AbstractCollection in java

Hello everyone! so, in this tutorial, we will learn about AbstractCollection in Java.
It is used to implement an unmodifiable collection.

Table of contents:

  1. Class hierarchy
  2. Syntax
  3. Constructor
  4. Methods
  5. An example program to understand AbstractCollection
  6. The output of the program

AbstractCollection In Java

AbstractCollection is a part of the Java Collection Framework.
It implements the Collection interface.

CLASS HIERARCHY:

java.lang.Object -> java.util -> class AbstractCollection<T>

SYNTAX:

public abstract class AbstractCollection<T> extends Object implements Collection<T>

CONSTRUCTOR:

protected AbstractCollection()

Constructs a new instance of AbstractCollection.
As the Access Modifier is protected, the AbstractCollection object cannot be created.

Methods of AbstractCollection:

  1. boolean add(E obj): It adds the specified object to the collection.
  2. boolean addAll(Collection c): Adds all the elements from one collection to the other and return a true value.
  3. boolean remove(Object obj): It removes the specified object from the collection.
  4. void clear(): Removes all the elements from the current Collection.
  5. boolean removeAll(Collection c): Removes all elements in the current Collection of each object in the specified Collection and returns a true value.
  6. abstract int size(): Returns number of objects in the Collection.
  7. boolean contains(Object obj): Returns true if the collection contains obj Object.
  8. boolean containsAll(Collection c): Returns true if this collection contains all the elements in a given Collection.
  9. abstract Iterator<E> iterator(): Returns an iterator over the current Collection.
  10. boolean isEmpty(): Checks whether the Collection is empty.
  11. boolean retainAll(Collection C): Removes from the current Collection, all its elements that are not contained in a given Collection.
  12. Object[ ] toArray(): Returns a new array containing all the elements of the current Collection.
  13. Object[ ] toArray(Object[ ] z): Returns an array containing all the elements of the current Collection.

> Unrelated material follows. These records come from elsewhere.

use chrono::{DateTime, Utc};
use passgate_domain::{Pass, PassStatus, PassType, Requester, ID};
use serde::{Deserialize, Serialize};

#[derive(Debug, Deserialize, Serialize, Clone)]
#[serde(rename_all = "camelCase")]
pub struct PassDTO {
    pub id: ID,
    pub event_id: ID,
    pub user_id: i64,
    pub pass_type: PassType,
    pub status: PassStatus,
    pub requester: Requester,
    pub reason: String,
    pub scheduled_at: DateTime<Utc>,
    pub sent_at: Option<DateTime<Utc>>,
    pub email_sent: bool,
    pub chat_sent: bool,
}

impl PassDTO {
    pub fn new(pass: Pass) -> Self {
        Self {
            id: pass.id,
            event_id: pass.event_id,
            user_id: pass.user_id,
            pass_type: pass.pass_type,
            status: pass.status,
            requester: pass.requester,
            reason: pass.reason,
            scheduled_at: pass.scheduled_at,
            sent_at: pass.sent_at,
            email_sent: pass.email_sent,
            chat_sent: pass.chat_sent,
        }
    }
}

#[derive(Debug, Deserialize, Serialize, Clone)]
#[serde(rename_all = "camelCase")]
pub struct PassErrorDTO {
    pub user_id: i64,
    pub message: String,
}
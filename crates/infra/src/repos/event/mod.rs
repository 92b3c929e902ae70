mod inmemory;
mod postgres;

use chrono::{DateTime, Utc};
pub use inmemory::InMemoryEventRepo;
use passgate_domain::{Event, ID};
pub use postgres::PostgresEventRepo;

/// The event directory. Events are managed elsewhere, this core only reads them.
#[async_trait::async_trait]
pub trait IEventRepo: Send + Sync {
    async fn insert(&self, e: &Event) -> anyhow::Result<()>;
    async fn find(&self, event_id: &ID) -> anyhow::Result<Option<Event>>;
    async fn find_many(&self, event_ids: &[ID]) -> anyhow::Result<Vec<Event>>;
    /// Events with `from < start_time <= to`
    async fn find_starting_between(
        &self,
        from: DateTime<Utc>,
        to: DateTime<Utc>,
    ) -> anyhow::Result<Vec<Event>>;
}
use super::subscribers::RevokePassOnCancellation;
use crate::error::PassgateError;
use crate::shared::usecase::{execute, Subscriber, UseCase};
use actix_web::{web, HttpResponse};
use passgate_api_structs::cancel_registration::*;
use passgate_domain::ID;
use passgate_infra::PassgateContext;
use tracing::{error, info};

pub async fn cancel_registration_controller(
    path_params: web::Path<PathParams>,
    ctx: web::Data<PassgateContext>,
) -> Result<HttpResponse, PassgateError> {
    let usecase = CancelRegistrationUseCase {
        event_id: path_params.event_id,
        user_id: path_params.user_id,
    };

    execute(usecase, &ctx)
        .await
        .map(|res| {
            HttpResponse::Ok().json(APIResponse {
                event_id: res.event_id,
                user_id: res.user_id,
                removed: res.removed,
            })
        })
        .map_err(PassgateError::from)
}

/// Removes a registration. Cancelling a registration that does not exist
/// succeeds, cancelling after the event is over does not.
#[derive(Debug)]
pub struct CancelRegistrationUseCase {
    pub event_id: ID,
    pub user_id: i64,
}

#[derive(Debug, PartialEq)]
pub struct CancelledRegistration {
    pub event_id: ID,
    pub user_id: i64,
    pub removed: bool,
}

#[derive(Debug, PartialEq)]
pub enum UseCaseError {
    EventNotFound(ID),
    EventOver(ID),
    StorageError,
}

impl From<UseCaseError> for PassgateError {
    fn from(e: UseCaseError) -> Self {
        match e {
            UseCaseError::EventNotFound(event_id) => Self::NotFound(format!(
                "The event with id: {}, was not found.",
                event_id
            )),
            UseCaseError::EventOver(event_id) => Self::Conflict(format!(
                "The event with id: {} is over, registrations can no longer be cancelled.",
                event_id
            )),
            UseCaseError::StorageError => Self::InternalError,
        }
    }
}

#[async_trait::async_trait]
impl UseCase for CancelRegistrationUseCase {
    type Response = CancelledRegistration;

    type Error = UseCaseError;

    const NAME: &'static str = "CancelRegistration";

    fn is_expected_error(e: &Self::Error) -> bool {
        matches!(e, UseCaseError::EventOver(_))
    }

    async fn execute(&mut self, ctx: &PassgateContext) -> Result<Self::Response, Self::Error> {
        let storage_error = |e: anyhow::Error| {
            error!("Registration storage failure: {:?}", e);
            UseCaseError::StorageError
        };

        let event = ctx
            .repos
            .events
            .find(&self.event_id)
            .await
            .map_err(storage_error)?
            .ok_or(UseCaseError::EventNotFound(self.event_id))?;
        if event.is_over(ctx.sys.now()) {
            return Err(UseCaseError::EventOver(event.id));
        }

        let removed = ctx
            .repos
            .registrations
            .delete(&event.id, self.user_id)
            .await
            .map_err(storage_error)?;
        if removed {
            info!(
                "Member {} cancelled the registration for event {}",
                self.user_id, event.id
            );
        }

        Ok(CancelledRegistration {
            event_id: event.id,
            user_id: self.user_id,
            removed,
        })
    }

    fn subscribers() -> Vec<Box<dyn Subscriber<Self>>> {
        vec![Box::new(RevokePassOnCancellation)]
    }
}
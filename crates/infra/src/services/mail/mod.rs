mod inmemory;
mod smtp;

pub use inmemory::InMemoryMailer;
pub use smtp::SmtpMailer;

#[derive(Debug, Clone, PartialEq)]
pub struct MailAttachment {
    pub file_name: String,
    pub content_type: String,
    pub content: Vec<u8>,
}

#[derive(Debug, Clone, PartialEq)]
pub struct OutgoingMail {
    pub to: String,
    pub subject: String,
    pub body: String,
    pub attachment: Option<MailAttachment>,
}

/// Outbound email transport
#[async_trait::async_trait]
pub trait IMailer: Send + Sync {
    async fn send(&self, mail: &OutgoingMail) -> anyhow::Result<()>;
}
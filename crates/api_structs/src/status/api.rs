use serde::{Deserialize, Serialize};

pub mod get_service_health {
    use super::*;

    #[derive(Debug, Deserialize, Serialize)]
    #[serde(rename_all = "camelCase")]
    pub struct APIResponse {
        pub message: String,
        /// Names of the dispatch profiles that fire on a schedule
        pub active_dispatch_profiles: Vec<String>,
        pub timezone: String,
    }
}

Example of AbstractCollection

So, let us understand this by a simple example.

package javaapplication21;
import java.util.*; 

public class JavaApplication21 { 
    public static void main(String[] args) 
    { 
         
        AbstractCollection<Object> abc = new ArrayList<>(); 
        
        //isEmpty() METHOD
        System.out.println("Is the collection abc empty? "
                           + abc.isEmpty()); 
        
        //size() METHOD
        System.out.println("The size of the Collection abc before adding the objects: "
                           + abc.size()); 
        
        //add() METHOD
        abc.add(1); 
        abc.add(2); 
        abc.add(3); 
        abc.add(4); 
        abc.add(5); 
       
        
        // Displaying the Collection 
        System.out.println("AbstractCollection abc: "
                           + abc); 
        System.out.println("Is the collection abc empty? "
                           + abc.isEmpty()); 
        
        System.out.println("The size of the Collection abc after adding the objects: "
                           + abc.size()); 
        
        
        //conatins() METHOD
        System.out.println("Is 5 present in the collection abc?"+abc.contains(5));
        
        //remove() METHOD
        abc.remove(3);
        abc.remove(1);
        System.out.println("AbstractCollection abc after removing the objects: "
                           + abc); 
        
        //clear() METHOD
        abc.clear();
        System.out.println("Is the collection abc empty? "
                           + abc.isEmpty()); 
        
        
        abc.add(1); 
        abc.add(2); 
        abc.add(3); 
        abc.add(4); 
        abc.add(5); 
                System.out.println("AbstractCollection abc after adding objects: "
                           + abc); 
        
        System.out.println("Collection abc conatains 5?: "
                           + abc.contains(5));
        AbstractCollection<Object> c = new ArrayList<>();
        
        //addAll() METHOD
        c.addAll(abc);
                        System.out.println("AbstractCollection c: "
                           +c); 
                        
                        //containsAll() METHOD
                        System.out.println("AbstractCollection c = AbstractCollection abc?: "
                           +c.containsAll(abc));
                        
        
    } 
}

 

 

Output:

Is the collection empty? true
The size of the Collection before adding the obejcts: 0
AbstractCollection: [1, 2, 3, 4, 5]
Is the collection empty? false
The size of the Collection after adding the obejcts: 5
Is 5 present in the collection?true
AbstractCollection after removing the objects: [2, 4, 5]
Is the collection empty? true
AbstractCollection after adding objects: [1, 2, 3, 4, 5]
Collection conatains 5?: true
AbstractCollection c: [1, 2, 3, 4, 5]
AbstractCollection c = AbstractCollection abc?: true

So, in the above example, we have implemented the methods of AbstarctCollection.